Menurut dia, kebijakan tersebut sempat menurunkan suku bunga dan meningkatkan permintaan kredit. Sebelum dana digelontorkan, perbankan sebenarnya memiliki likuiditas, namun pertumbuhan kredit hanya berada di level 7 persen. Setelah kucuran dana Rp200 triliun masuk ke Himbara, suku bunga turun dan minat masyarakat untuk mengajukan kredit mulai meningkat.
“Biasanya kalau suku bunga turun ya, orang cenderung mencari alternatif lain. Salah satunya Anda bisa lihat indeks harga saham langsung naik,” katanya.
Meski demikian, Aviliani menilai dampak positif dana besar tersebut menjadi kurang maksimal karena tidak diikuti kebijakan kementerian lain yang mampu mempercepat pertumbuhan sektor terkait.
Ia menyoroti masalah daya beli masyarakat yang masih lemah, sehingga pemerintah perlu lebih fokus pada sektor-sektor yang mampu memberikan efek pengganda besar.
“Yang paling cepat itu di pariwisata, yang memberi kontribusi besar bagi UMKM,” tambahnya.

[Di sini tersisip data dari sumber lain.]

use std::io;
use std::path::PathBuf;

use claimgrid_types::CellId;
use rusqlite::ErrorCode;
use thiserror::Error;

#[derive(Debug, Error)]
pub enum StoreError {
    /// The database stayed locked past the busy timeout. Retryable.
    #[error("storage busy: transaction timed out waiting for a lock")]
    Busy,
    #[error("sqlite error: {0}")]
    Sqlite(#[source] rusqlite::Error),
    #[error("{action} {}: {source}", path.display())]
    Io {
        action: &'static str,
        path: PathBuf,
        source: io::Error,
    },
    #[error("store is inconsistent: {0}")]
    Corrupt(String),
    #[error("cell {0} does not exist")]
    UnknownCell(CellId),
}

impl StoreError {
    /// Whether the failed unit may succeed if re-submitted unchanged.
    #[must_use]
    pub fn is_retryable(&self) -> bool {
        matches!(self, StoreError::Busy)
    }

    pub(crate) fn io(action: &'static str, path: impl Into<PathBuf>, source: io::Error) -> Self {
        StoreError::Io {
            action,
            path: path.into(),
            source,
        }
    }
}

impl From<rusqlite::Error> for StoreError {
    fn from(err: rusqlite::Error) -> Self {
        if let rusqlite::Error::SqliteFailure(failure, _) = &err
            && matches!(
                failure.code,
                ErrorCode::DatabaseBusy | ErrorCode::DatabaseLocked
            )
        {
            return StoreError::Busy;
        }
        StoreError::Sqlite(err)
    }
}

Ia mengapresiasi kebijakan diskon tiket pesawat yang dinilai dapat mendorong pergerakan wisata. Namun, pemerintah daerah diminta turut membangun ekosistem yang dapat menarik wisatawan domestik maupun mancanegara. Ketika sektor pariwisata menguat, sektor makanan, minuman, hingga akomodasi juga akan terdorong untuk tumbuh lebih baik.

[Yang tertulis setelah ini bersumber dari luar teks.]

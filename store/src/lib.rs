//! Cell and claim storage for claimgrid.
//!
//! # Architecture
//!
//! ```text
//! GridStore
//! ├── cells: CellStore        (lock-free slot arena, skip-held reservation)
//! └── ledger: dyn ClaimLedger (claim existence, count, durable commit)
//!     ├── MemoryLedger
//!     └── SqliteLedger        (cells + claims tables, one transaction per claim)
//! ```
//!
//! A claim is committed in two steps that always pair up: the ledger's
//! `commit_claim` transaction, then settling the `CellReservation` the arena
//! handed out. A reservation that is not settled returns its cell to the pool
//! when dropped.

mod cells;
mod error;
mod grid;
mod ledger;
mod sqlite;
mod sqlite_util;

pub use cells::{CellReservation, CellStore};
pub use error::StoreError;
pub use grid::{AuditReport, AuditViolation, GridStore};
pub use ledger::{ClaimLedger, CommitOutcome, MemoryLedger};
pub use sqlite::SqliteLedger;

“Itu bisa meningkatkan ekonomi,” tegasnya.
Selain pariwisata, Aviliani menekankan pentingnya penguatan hilirisasi industri pengolahan atau manufaktur.
Menurutnya, banyak investor kini tertarik masuk ke Kawasan Ekonomi Khusus (KEK), termasuk KEK Batang di Jawa Tengah yang tengah diminati. Hal tersebut perlu disambut dengan kebijakan yang sesuai dengan kebutuhan investor.

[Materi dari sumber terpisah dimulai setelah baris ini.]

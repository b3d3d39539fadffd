//! Configuration for claimgrid.
//!
//! ```toml
//! [grid]
//! size = 100
//! limit = 10000
//!
//! [storage]
//! backend = "sqlite"
//! path = "${HOME}/.local/share/claimgrid/grid.db"
//! busy_timeout_ms = 5000
//!
//! [batch]
//! max_batch = 10000
//! max_identifier_len = 64
//!
//! [mask]
//! threshold = 128
//! ```
//!
//! Every section is optional; a missing config file yields the defaults.

use std::env;
use std::fs;
use std::path::{Path, PathBuf};
use std::time::Duration;

use serde::Deserialize;
use thiserror::Error;

/// Environment variable that overrides the config file location.
pub const CONFIG_ENV_VAR: &str = "CLAIMGRID_CONFIG";

#[derive(Debug, Error)]
pub enum ConfigError {
    #[error("failed to read config at {}: {source}", path.display())]
    Read {
        path: PathBuf,
        source: std::io::Error,
    },
    #[error("failed to parse config at {}: {source}", path.display())]
    Parse {
        path: PathBuf,
        source: toml::de::Error,
    },
    #[error("invalid config: {0}")]
    Invalid(&'static str),
}

impl ConfigError {
    #[must_use]
    pub fn path(&self) -> Option<&Path> {
        match self {
            ConfigError::Read { path, .. } | ConfigError::Parse { path, .. } => Some(path),
            ConfigError::Invalid(_) => None,
        }
    }
}

#[derive(Debug, Clone, Default, Deserialize)]
#[serde(default)]
pub struct ClaimGridConfig {
    pub grid: GridConfig,
    pub storage: StorageConfig,
    pub batch: BatchConfig,
    pub mask: MaskConfig,
}

/// Grid geometry and the global claim cap.
#[derive(Debug, Clone, Copy, PartialEq, Eq, Deserialize)]
#[serde(default)]
pub struct GridConfig {
    /// Side of the square grid (`GRID_SIZE`).
    pub size: u32,
    /// Maximum number of claims that may ever exist (`LIMIT`).
    pub limit: u64,
}

impl Default for GridConfig {
    fn default() -> Self {
        Self {
            size: 100,
            limit: 10_000,
        }
    }
}

impl GridConfig {
    pub fn validate(&self) -> Result<(), ConfigError> {
        if self.size == 0 {
            return Err(ConfigError::Invalid("grid.size must be at least 1"));
        }
        if self.limit == 0 {
            return Err(ConfigError::Invalid("grid.limit must be at least 1"));
        }
        Ok(())
    }

    #[must_use]
    pub fn cell_count(&self) -> usize {
        self.size as usize * self.size as usize
    }
}

#[derive(Debug, Clone, Copy, Default, PartialEq, Eq, Deserialize)]
#[serde(rename_all = "lowercase")]
pub enum StorageBackend {
    #[default]
    Sqlite,
    Memory,
}

#[derive(Debug, Clone, Deserialize)]
#[serde(default)]
pub struct StorageConfig {
    pub backend: StorageBackend,
    /// Database path. `${VAR}` and a leading `~` are expanded.
    pub path: Option<String>,
    /// Upper bound on how long one candidate's transaction waits for the database.
    pub busy_timeout_ms: u64,
}

impl Default for StorageConfig {
    fn default() -> Self {
        Self {
            backend: StorageBackend::Sqlite,
            path: None,
            busy_timeout_ms: 5_000,
        }
    }
}

impl StorageConfig {
    #[must_use]
    pub fn busy_timeout(&self) -> Duration {
        Duration::from_millis(self.busy_timeout_ms)
    }

    /// Resolve the database path, falling back to the platform data directory.
    #[must_use]
    pub fn resolved_path(&self) -> Option<PathBuf> {
        match &self.path {
            Some(raw) => Some(expand_home(&expand_env_vars(raw))),
            None => dirs::data_dir().map(|dir| dir.join("claimgrid").join("grid.db")),
        }
    }
}

#[derive(Debug, Clone, Copy, PartialEq, Eq, Deserialize)]
#[serde(default)]
pub struct BatchConfig {
    pub max_batch: usize,
    pub max_identifier_len: usize,
}

impl Default for BatchConfig {
    fn default() -> Self {
        Self {
            max_batch: 10_000,
            max_identifier_len: 64,
        }
    }
}

#[derive(Debug, Clone, Copy, PartialEq, Eq, Deserialize)]
#[serde(default)]
pub struct MaskConfig {
    /// Pixels with luma strictly below this value are masked.
    pub threshold: u8,
}

impl Default for MaskConfig {
    fn default() -> Self {
        Self { threshold: 128 }
    }
}

impl ClaimGridConfig {
    /// Load from the default location. A missing file yields defaults.
    pub fn load() -> Result<Self, ConfigError> {
        match config_path() {
            Some(path) if path.exists() => Self::load_from(&path),
            _ => Ok(Self::default()),
        }
    }

    pub fn load_from(path: &Path) -> Result<Self, ConfigError> {
        let content = match fs::read_to_string(path) {
            Ok(content) => content,
            Err(err) => {
                tracing::warn!("Failed to read config at {:?}: {}", path, err);
                return Err(ConfigError::Read {
                    path: path.to_path_buf(),
                    source: err,
                });
            }
        };

        let config: Self = match toml::from_str(&content) {
            Ok(config) => config,
            Err(err) => {
                tracing::warn!("Failed to parse config at {:?}: {}", path, err);
                return Err(ConfigError::Parse {
                    path: path.to_path_buf(),
                    source: err,
                });
            }
        };
        config.grid.validate()?;
        Ok(config)
    }
}

#[must_use]
pub fn config_path() -> Option<PathBuf> {
    if let Ok(explicit) = env::var(CONFIG_ENV_VAR)
        && !explicit.trim().is_empty()
    {
        return Some(PathBuf::from(explicit));
    }
    dirs::config_dir().map(|dir| dir.join("claimgrid").join("claimgrid.toml"))
}

/// Replace `${VAR}` occurrences with the variable's value (empty if unset).
#[must_use]
pub fn expand_env_vars(value: &str) -> String {
    let mut out = String::with_capacity(value.len());
    let mut rest = value;

    while let Some(start) = rest.find("${") {
        out.push_str(&rest[..start]);
        let after = &rest[start + 2..];
        match after.find('}') {
            Some(end) => {
                let var = &after[..end];
                if !var.is_empty() {
                    out.push_str(&env::var(var).unwrap_or_default());
                }
                rest = &after[end + 1..];
            }
            None => {
                out.push_str(&rest[start..]);
                rest = "";
            }
        }
    }
    out.push_str(rest);
    out
}

fn expand_home(value: &str) -> PathBuf {
    if let Some(stripped) = value.strip_prefix("~/")
        && let Some(home) = dirs::home_dir()
    {
        return home.join(stripped);
    }
    PathBuf::from(value)
}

“Kenapa dia cari Jawa? Karena Jawa itu masih murah tenaga kerjanya. Harusnya kita menangkap itu, ketika orang mau ke mana, itu yang harus kita tangkap,” jelasnya.
Aviliani menegaskan bahwa pariwisata dan hilirisasi manufaktur merupakan sektor dengan tingkat penyerapan tenaga kerja tinggi. Pariwisata dapat menggerakkan UMKM, sementara manufaktur memberi peluang besar bagi tenaga kerja menengah ke bawah yang tengah mengalami tekanan pendapatan.
“Jadi intinya adalah yang namanya bank itu follow the business. Jadi jangan minta banknya kasih kredit tapi enggak ada permintaan,” pungkasnya.